People who know me well are astonished to learn that I—a man who is so adverse to record keeping that he has not balanced his check book in a quarter of a century—have copious notes on what went right and what went wrong with my previous entries.
But when it comes to winning baking prizes, I leave no stone unturned.
From the judge`s comments, one observation on my second place finishes appeared repeatedly: "too big, make smaller!"
I protested this vigorously each and every time. To me, the logic seemed absurd. If the cookies are too big, cut them in half. On the other hand, if they are too small, then eat two of them.
However you look at it, points should not be deducted.
I have the judge`s message now regarding size, but I`m wondering if the same applies to frosting. In other words, if I spread it on thick (as is my preference) will a judge write on my scorecard: "Too much frosting. Use less?"

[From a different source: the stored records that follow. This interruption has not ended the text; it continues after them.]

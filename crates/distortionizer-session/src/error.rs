use distortionizer_core::{Channel, Eye, RadialCoefficients};
use thiserror::Error;

/// Errors reported by [`CalibrationSession`](crate::CalibrationSession)
/// operations and command parsing.
#[derive(Debug, Clone, PartialEq, Error)]
pub enum SessionError {
    /// A batched coefficient update would break the configured magnitude
    /// ordering. The whole batch is rejected and the bank is unchanged.
    #[error(
        "coefficient ordering violated for {eye} eye, {channel} channel: \
         k = [{}, {}, {}]",
        .coefficients.k1,
        .coefficients.k2,
        .coefficients.k3
    )]
    CoefficientOrderingViolation {
        eye: Eye,
        channel: Channel,
        coefficients: RadialCoefficients,
    },

    /// A calibration record handed to the session holds a value that
    /// cannot be used (NaN or infinite).
    #[error("malformed calibration record: invalid value in `{field}`")]
    MalformedRecord { field: String },

    /// Textual command could not be parsed.
    #[error("invalid command: {0}")]
    InvalidCommand(String),
}
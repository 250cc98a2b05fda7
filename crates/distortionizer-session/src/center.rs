use distortionizer_core::{Eye, EyeIntrinsics, Pt2, ScreenSize, TransformMode};

/// Which representation of the center of projection is live.
#[derive(Debug, Clone, Copy, PartialEq, Eq, Default)]
pub enum CenterSource {
    /// Operator-positioned pixel coordinates.
    #[default]
    Manual,
    /// Derived from the intrinsics center offsets.
    Derived,
}

impl CenterSource {
    pub fn for_mode(mode: TransformMode) -> Self {
        if mode.uses_derived_center() {
            CenterSource::Derived
        } else {
            CenterSource::Manual
        }
    }
}

/// Per-eye center of projection with both representations kept side by
/// side.
///
/// Switching `source` never rewrites either point, so leaving a derived mode
/// brings back the manual center exactly as it was.
#[derive(Debug, Clone, Copy, PartialEq)]
pub struct CenterOfProjection {
    source: CenterSource,
    manual: Pt2,
    derived: Pt2,
}

impl CenterOfProjection {
    /// Both representations at the eye's geometric default.
    pub fn at_default(eye: Eye, screen: &ScreenSize) -> Self {
        let p = screen.default_center(eye);
        Self {
            source: CenterSource::Manual,
            manual: p,
            derived: p,
        }
    }

    /// The center the distortion model should use.
    pub fn live(&self) -> Pt2 {
        match self.source {
            CenterSource::Manual => self.manual,
            CenterSource::Derived => self.derived,
        }
    }

    pub fn source(&self) -> CenterSource {
        self.source
    }

    pub fn manual(&self) -> Pt2 {
        self.manual
    }

    pub fn derived(&self) -> Pt2 {
        self.derived
    }

    pub fn set_source(&mut self, source: CenterSource) {
        self.source = source;
    }

    pub fn set_manual(&mut self, p: Pt2) {
        self.manual = p;
    }

    /// Move the manual center by a pixel offset.
    pub fn nudge_manual(&mut self, dx: f64, dy: f64) {
        self.manual.x += dx;
        self.manual.y += dy;
    }

    /// Recompute the derived center from `intrinsics`.
    pub fn refresh_derived(&mut self, eye: Eye, intrinsics: &EyeIntrinsics, screen: &ScreenSize) {
        self.derived = intrinsics.derived_center(eye, screen);
    }
}
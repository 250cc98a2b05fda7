use std::fs;

use distortionizer_config::{ConfigError, ConfigStore, HmdConfig};
use distortionizer_core::{Channel, Eye, ScreenSize, Term};
use distortionizer_session::{CalibrationSession, Command, Direction};
use serde_json::{json, Value};
use tempfile::{tempdir, NamedTempFile};

fn block(center: [f64; 2], coeffs: &[f64]) -> Value {
    json!({ "center_x": center[0], "center_y": center[1], "coeffs": coeffs })
}

fn sample_document() -> Value {
    let awkward = 0.1 + 0.2;
    json!({
        "tracking_to_eye_transform": [
            {
                "intrinsics": [[1.2000000000000002, 0.0, 0.012345678901234567], [0.0, 1.08, -3.3e-17], [0.0, 0.0, 1.0]],
                "distortion": block([0.012345678901234567, -3.3e-17], &[awkward, 0.07, 1e-9]),
                "distortion_blue": block([0.012345678901234567, -3.3e-17], &[0.25, -0.011, 5e-324]),
                "distortion_red": block([0.012345678901234567, -3.3e-17], &[0.2, 0.01, 0.001, 0.0]),
                "extrinsics": [[1.0, 0.0, 0.0, -0.0315], [0.0, 1.0, 0.0, 0.0], [0.0, 0.0, 1.0, 0.0]]
            },
            {
                "intrinsics": [[1.2, 0.0, -0.01], [0.0, 1.08, 0.002], [0.0, 0.0, 1.0]],
                "distortion": block([-0.01, 0.002], &[0.31, 0.07, 0.0]),
                "distortion_blue": block([-0.01, 0.002], &[0.33, 0.07, 0.0]),
                "distortion_red": block([-0.01, 0.002], &[0.29, 0.07, 0.0])
            }
        ],
        "manufacturer": "HTC",
        "lighthouse_config": { "modelNormals": [[0, 0, 1]] }
    })
}

fn write_sample() -> NamedTempFile {
    let file = NamedTempFile::new().unwrap();
    fs::write(file.path(), serde_json::to_string_pretty(&sample_document()).unwrap()).unwrap();
    file
}

fn bits(record: &distortionizer_session::CalibrationRecord) -> Vec<u64> {
    record
        .eyes
        .iter()
        .flat_map(|eye| {
            eye.center
                .iter()
                .chain(eye.intrinsics.iter().flatten())
                .chain(eye.green.iter())
                .chain(eye.blue.iter())
                .chain(eye.red.iter())
                .map(|v| v.to_bits())
                .collect::<Vec<_>>()
        })
        .collect()
}

#[test]
fn save_then_load_is_bit_exact() {
    let file = write_sample();
    let mut store = ConfigStore::new(file.path());
    let mut session = CalibrationSession::new(ScreenSize::default());
    store.load_into(&mut session).unwrap();
    let loaded = session.export_record();

    store.save_from(&session).unwrap();

    let mut again = CalibrationSession::new(ScreenSize::default());
    ConfigStore::new(file.path()).load_into(&mut again).unwrap();
    assert_eq!(bits(&again.export_record()), bits(&loaded));
    assert_eq!(
        again.coefficients().value(Eye::Left, Channel::Green, Term::First),
        0.1 + 0.2
    );
    assert_eq!(
        again.coefficients().value(Eye::Left, Channel::Blue, Term::Third),
        5e-324
    );
}

#[test]
fn load_derives_centers_from_intrinsics() {
    let file = write_sample();
    let mut session = CalibrationSession::new(ScreenSize::default());
    ConfigStore::new(file.path()).load_into(&mut session).unwrap();

    let right = session.cop(Eye::Right);
    assert!((right.x - (1620.0 - 16.2)).abs() < 1e-9);
    assert!((right.y - 601.2).abs() < 1e-9);
}

#[test]
fn unknown_fields_survive_a_tuning_pass() {
    let file = write_sample();
    let mut store = ConfigStore::new(file.path());
    let mut session = CalibrationSession::new(ScreenSize::default());
    store.load_into(&mut session).unwrap();

    session.apply(Command::AdjustCoefficient(Direction::Reset)).unwrap();
    store.save_from(&session).unwrap();

    let saved: Value = serde_json::from_str(&fs::read_to_string(file.path()).unwrap()).unwrap();
    assert_eq!(saved["manufacturer"], "HTC");
    assert_eq!(saved["lighthouse_config"]["modelNormals"][0][2], 1);
    let left = &saved["tracking_to_eye_transform"][0];
    assert_eq!(left["extrinsics"][0][3], -0.0315);
    assert_eq!(left["distortion_red"]["coeffs"].as_array().unwrap().len(), 4);
    assert_eq!(left["distortion_red"]["coeffs"][0], 0.0);
    // Centers are written from the intrinsics offsets.
    assert_eq!(left["distortion_blue"]["center_x"], 0.012345678901234567);
}

#[test]
fn missing_file_is_reported() {
    let dir = tempdir().unwrap();
    let path = dir.path().join("HMD_Config.json");
    let mut store = ConfigStore::new(&path);
    match store.load() {
        Err(ConfigError::MissingConfigFile { path: reported }) => assert_eq!(reported, path),
        other => panic!("unexpected: {other:?}"),
    }
}

#[test]
fn malformed_file_leaves_session_untouched() {
    let mut document = sample_document();
    document["tracking_to_eye_transform"][1]["distortion_blue"]
        .as_object_mut()
        .unwrap()
        .remove("center_y");
    let file = NamedTempFile::new().unwrap();
    fs::write(file.path(), document.to_string()).unwrap();

    let mut session = CalibrationSession::new(ScreenSize::default());
    session.apply(Command::AdjustCoefficient(Direction::Increase)).unwrap();
    let before = session.export_record();

    let err = ConfigStore::new(file.path())
        .load_into(&mut session)
        .unwrap_err();
    match err {
        ConfigError::MalformedConfigRecord { field, .. } => {
            assert_eq!(field, "tracking_to_eye_transform[1].distortion_blue.center_y")
        }
        other => panic!("unexpected: {other:?}"),
    }
    assert_eq!(session.export_record(), before);
}

#[test]
fn save_without_template_writes_fresh_document() {
    let dir = tempdir().unwrap();
    let path = dir.path().join("fresh.json");
    let mut session = CalibrationSession::new(ScreenSize::default());
    session.apply(Command::AdjustCoefficient(Direction::Increase)).unwrap();

    ConfigStore::new(&path).save_from(&session).unwrap();

    let document = HmdConfig::from_json_str(&fs::read_to_string(&path).unwrap()).unwrap();
    assert_eq!(document.to_record(), session.export_record());
}

#[test]
fn non_finite_record_is_never_written() {
    let file = write_sample();
    let before = fs::read_to_string(file.path()).unwrap();
    let mut store = ConfigStore::new(file.path());
    let mut record = store.load().unwrap();
    record.eyes[0].green[0] = f64::NAN;

    let err = store.save(&record).unwrap_err();
    assert!(matches!(err, ConfigError::Session(_)));
    assert!(err.to_string().contains("eyes[0].green[0]"));
    assert_eq!(fs::read_to_string(file.path()).unwrap(), before);

    let mut session = CalibrationSession::new(ScreenSize::default());
    store.load_into(&mut session).unwrap();
    store.save_from(&session).unwrap();
}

Knowing that the key to victory is chocolate, the two entries for which I hold out the most hope for the top prize are brownies.
One is a variation of a recipe I found in Chocolatier Magazine that calls for a pound of unsweetened chocolate, a cup and a half of chocolate chips, a cup and a half of butter ¼ cup of cocoa power and three cups of sugar. I`ve added dried California Bing cherries.
Many, if not most, taste testers would conclude that there is enough chocolate, butter and sugar already in the recipes and that frosting them is gilding the lily.
I`ve tried them frosted and unfrosted. My hands down choice is for frosting. And the thicker the frosting, the better the brownie.
But a bad brownie can`t be disguised by frosting, no matter the amount that you slather on it. For truly good brownies, make them with the best chocolate you can afford and to keep the ratio of chocolate to flour as heavily in favor of chocolate as possible.
Debates rage among professional bakers about the wisdom of add-ins like peppermint patties. To many, folding in marshmallows, peanut butter, chipotle powder, orange marmalade or cream cheese bastardizes the brownie.
Traditionalists view the modern brownie is simple and unadorned, dependent for its success on the basics of flour, sugar, butter, eggs and chocolate. And baking powder isn`t allowed—ever. The rule of thumb for the home baker is the simpler the brownie, the more likely it is to be delicious.
Classic brownie recipes dating back to the 1900s called for a mere two ounces of chocolate.
Thankfully, the chocolate content for this uniquely American treat has steadily increased over the decades through the 1970s when the term "chocoholic" was coined. At about the same time, "Cathy," the comic strip character, constantly complained about her chocolate cravings thereby giving legitimacy, so to speak, about chocolate urges.
Although I am flying in the face of conventional wisdom by entering brownies that are frosted and have peppermint patties and dried cherries, I am not afraid.
I`ve never offered one to a friend that went half eaten. Most of the time, there are requests for more.
And that, more than anything else, is the true test of an outstanding brownie.